D'altra parte è andata così: ho
scritto un libro, ho spedito il manoscritto a qualche editore e uno
grande ha deciso che poteva andare bene per la collana narratori
contemporanei; così l'editor gli ha
cambiato il titolo - ché il mio faceva era poco incisivo - e il
libro è stato pubblicato; poi, un po' grazie al passaparola e a qualche buona critica, esso ha incontrato i favori del grande pubblico e
ci sono state varie ristampe, vari riconoscimenti e premi
prestigiosi, la traduzione in più di trenta lingue, la
versione/riduzione cinematografica... E insomma, eccomi qui:
scrittore professionista a tempo quasi pieno. In fondo, era chiaro che, dopo un successo simile, un editore mi avrebbe messo sotto contratto volendo i diritti del mio prossimo romanzo; romanzo che è quasi pronto, giusto una ritoccatina da parte di consumati esperti
di lifting letterario e qualche anticipazione con letture pubbliche
a teatro per saggiare gli umori e le impressioni del pubblico. (A proposito, ma
chi diamine è che viene a teatro, magari pagando anche il biglietto, per ascoltarmi mentre leggo pagine di un libro che
ancora deve uscire?).
Il
nuovo libro, poi, appena sarà confezionato, sarà diffuso
capillarmente in ogni libreria e supermercato con reparto libri,
edicole e cartolerie, uffici postali e autogrill, di modo che le
masse, stimolate da una notevole campagna pubblicitaria, se ne procurino copie e copie per leggere e regalare.
Le
critiche letterarie, a questo punto, saranno del tutto superflue per sancire il successo che è prevedibile perché già programmato. Le critiche letterarie, anche le più
malevole, anche quelle che dimostreranno implacabilmente la peculiare
insussistenza del mio scrivere, non potranno far altro che essere
rivoli che andranno a ingrossare la piena di vendite prevista; anzi,
il povero critico che si permetterà di stroncare la mia seconda
prova sarà tacciato facilmente di usare la critica come arma per
mettersi in mostra, in quanto invidioso del mio successo,
della mia popolarità.
Che
vuoi fare, il gioco è questo e io ho avuto il merito e la fortuna di
giocare da protagonista in questo meccanismo su cui si regge
l'industria letteraria; e io sarò uno scrittore che andrà bene
finché sarò capace di essere unto
abbastanza da non incepparlo.
6 commenti:
Minchia, il protagonista dell'opera seconda si chiama Alessandro Egitto. Spero che non pubblichi con Cairo Editore.

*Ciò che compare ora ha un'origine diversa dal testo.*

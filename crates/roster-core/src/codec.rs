//! Data-URI image transport: `data:image/<fmt>;base64,<body>` ⇄ 8-bit RGB buffers.

use base64::engine::general_purpose::STANDARD;
use base64::Engine;
use image::codecs::jpeg::JpegEncoder;
use image::{DynamicImage, RgbImage};
use thiserror::Error;

const DATA_URI_PREFIX: &str = "data:image";
const JPEG_QUALITY: u8 = 90;

#[derive(Error, Debug)]
pub enum CodecError {
    #[error("Invalid image data")]
    MissingHeader,
    #[error("Image processing failed: {0}")]
    InvalidImage(String),
    #[error("image encoding failed: {0}")]
    Encode(#[from] image::ImageError),
}

/// Split a data URI into its MIME type and decoded bytes without decoding pixels.
pub fn payload_bytes(payload: &str) -> Result<(String, Vec<u8>), CodecError> {
    let payload = payload.trim();
    if !payload.starts_with(DATA_URI_PREFIX) {
        return Err(CodecError::MissingHeader);
    }
    let (header, body) = payload
        .split_once(',')
        .ok_or_else(|| CodecError::InvalidImage("missing ',' after data URI header".into()))?;

    let content_type = header
        .trim_start_matches("data:")
        .split(';')
        .next()
        .filter(|m| m.starts_with("image/") && m.len() > "image/".len())
        .unwrap_or("image/jpeg")
        .to_string();

    let bytes = STANDARD
        .decode(body.trim())
        .map_err(|e| CodecError::InvalidImage(format!("base64: {e}")))?;

    Ok((content_type, bytes))
}

/// Decode a data-URI payload into an 8-bit RGB buffer.
pub fn decode_data_uri(payload: &str) -> Result<RgbImage, CodecError> {
    let (_, bytes) = payload_bytes(payload)?;
    decode_bytes(&bytes)
}

/// Decode encoded image bytes (any format `image` understands) into 8-bit RGB.
pub fn decode_bytes(bytes: &[u8]) -> Result<RgbImage, CodecError> {
    let decoded = image::load_from_memory(bytes)
        .map_err(|e| CodecError::InvalidImage(e.to_string()))?;
    let (width, height) = (decoded.width(), decoded.height());
    if width == 0 || height == 0 {
        return Err(CodecError::InvalidImage("image has zero size".into()));
    }
    tracing::debug!(width, height, color = ?decoded.color(), "decoded image payload");
    Ok(normalize(decoded))
}

/// Collapse any channel layout and bit depth to 3-channel 8-bit RGB.
///
/// Grayscale is replicated, alpha dropped, 16-bit scaled down and float
/// images mapped from [0, 1].
pub fn normalize(image: DynamicImage) -> RgbImage {
    match image {
        DynamicImage::ImageRgb8(rgb) => rgb,
        other => other.to_rgb8(),
    }
}

/// Encode an RGB buffer as a JPEG data URI.
pub fn encode_data_uri(image: &RgbImage) -> Result<String, CodecError> {
    let mut buf = Vec::new();
    JpegEncoder::new_with_quality(&mut buf, JPEG_QUALITY).encode_image(image)?;
    Ok(format!("data:image/jpeg;base64,{}", STANDARD.encode(&buf)))
}

/// Wrap already-encoded image bytes as a data URI, sniffing the MIME type.
pub fn to_data_uri(bytes: &[u8]) -> Result<String, CodecError> {
    let format = image::guess_format(bytes).map_err(|e| CodecError::InvalidImage(e.to_string()))?;
    Ok(format!(
        "data:{};base64,{}",
        format.to_mime_type(),
        STANDARD.encode(bytes)
    ))
}

#[cfg(test)]
mod tests {
    use super::*;
    use image::{GrayImage, ImageBuffer, ImageFormat, Luma, Rgb, Rgba, RgbaImage};
    use std::io::Cursor;

    fn gradient(width: u32, height: u32) -> RgbImage {
        RgbImage::from_fn(width, height, |x, y| {
            Rgb([(x * 4) as u8, (y * 5) as u8, 128])
        })
    }

    fn png_data_uri(image: &DynamicImage) -> String {
        let mut buf = Vec::new();
        image.write_to(&mut Cursor::new(&mut buf), ImageFormat::Png).unwrap();
        format!("data:image/png;base64,{}", STANDARD.encode(&buf))
    }

    #[test]
    fn test_roundtrip_preserves_dimensions_and_content() {
        let original = gradient(64, 48);
        let uri = encode_data_uri(&original).unwrap();
        assert!(uri.starts_with("data:image/jpeg;base64,"));

        let decoded = decode_data_uri(&uri).unwrap();
        assert_eq!(decoded.dimensions(), original.dimensions());

        let total: u64 = original
            .as_raw()
            .iter()
            .zip(decoded.as_raw())
            .map(|(a, b)| (*a as i32 - *b as i32).unsigned_abs() as u64)
            .sum();
        let mean = total as f64 / original.as_raw().len() as f64;
        assert!(mean < 6.0, "mean abs error too high for lossy roundtrip: {mean}");
    }

    #[test]
    fn test_rejects_missing_header() {
        let err = decode_data_uri("aGVsbG8=").unwrap_err();
        assert!(matches!(err, CodecError::MissingHeader));
        assert_eq!(err.to_string(), "Invalid image data");
    }

    #[test]
    fn test_rejects_missing_comma() {
        let err = decode_data_uri("data:image/png;base64").unwrap_err();
        assert!(matches!(err, CodecError::InvalidImage(_)));
    }

    #[test]
    fn test_rejects_bad_base64() {
        let err = decode_data_uri("data:image/png;base64,@@@not-base64@@@").unwrap_err();
        assert!(matches!(err, CodecError::InvalidImage(_)));
    }

    #[test]
    fn test_rejects_non_image_bytes() {
        let uri = format!("data:image/png;base64,{}", STANDARD.encode(b"definitely not a png"));
        assert!(matches!(decode_data_uri(&uri), Err(CodecError::InvalidImage(_))));
    }

    #[test]
    fn test_grayscale_becomes_rgb() {
        let gray = GrayImage::from_pixel(8, 6, Luma([77]));
        let rgb = decode_data_uri(&png_data_uri(&DynamicImage::ImageLuma8(gray))).unwrap();
        assert_eq!(rgb.dimensions(), (8, 6));
        assert_eq!(rgb.get_pixel(3, 3), &Rgb([77, 77, 77]));
    }

    #[test]
    fn test_sixteen_bit_becomes_eight_bit() {
        let deep: ImageBuffer<Luma<u16>, Vec<u16>> = ImageBuffer::from_pixel(4, 4, Luma([u16::MAX]));
        let rgb = decode_data_uri(&png_data_uri(&DynamicImage::ImageLuma16(deep))).unwrap();
        assert_eq!(rgb.get_pixel(0, 0), &Rgb([255, 255, 255]));
    }

    #[test]
    fn test_alpha_is_dropped() {
        let rgba = RgbaImage::from_pixel(5, 5, Rgba([10, 20, 30, 0]));
        let rgb = decode_data_uri(&png_data_uri(&DynamicImage::ImageRgba8(rgba))).unwrap();
        assert_eq!(rgb.get_pixel(2, 2), &Rgb([10, 20, 30]));
    }

    #[test]
    fn test_payload_bytes_content_type() {
        let uri = png_data_uri(&DynamicImage::ImageRgb8(gradient(4, 4)));
        let (mime, bytes) = payload_bytes(&uri).unwrap();
        assert_eq!(mime, "image/png");
        assert_eq!(image::guess_format(&bytes).unwrap(), ImageFormat::Png);
    }

    #[test]
    fn test_to_data_uri_sniffs_format() {
        let mut buf = Vec::new();
        DynamicImage::ImageRgb8(gradient(4, 4))
            .write_to(&mut Cursor::new(&mut buf), ImageFormat::Png)
            .unwrap();
        let uri = to_data_uri(&buf).unwrap();
        assert!(uri.starts_with("data:image/png;base64,"));
        assert_eq!(decode_data_uri(&uri).unwrap().dimensions(), (4, 4));
    }
}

Mi ci sono voluti 15 secondi, ma al sedicesimo ho riso come un faraone.
:-D
Un libro che comincia con un nome da principessina/crocerossina di Liala (Alice Della Rocca: ma si può essere più melensi) e che – soprattutto – finisce così: Sorrise verso il cielo terso. Con un po' di fatica, sapeva alzarsi da sola. Un libro così, dico. Non se ne sentiva certo la mancanza. Abbiamo già la Tamaro.
Sì, ne abbiamo tanti, e io non posso nemmeno giudicarli nel merito, dacché non li leggo, non c'è la fo, sono riottoso, e vado a naso e - di sicuro - sbaglio, per esempio anche con Piperno (è uscito il suo ultimo), mai letto, ma se mi pagassero (no, non solo il libro) potrei anche provare, il tempo è quello che è, e chi ama scrivere e leggere per essere (!), non ha voglia/tempo per mettersi a rosicare.
Si dovrebbe giusto parlare dei libri o autori che non leggiamo per partito preso, anche se poi siamo pronti a stroncarli a priori. A priori del tutto no, perché ci rifacciamo a recensioni, interviste o semplicemente sensazioni e istinti personali fondati, di cui ci fidiamo. In generale, diffido del best-seller e del Premio, dell'autore presenzialista e della copertina che invade le vetrine di tutte le librerie.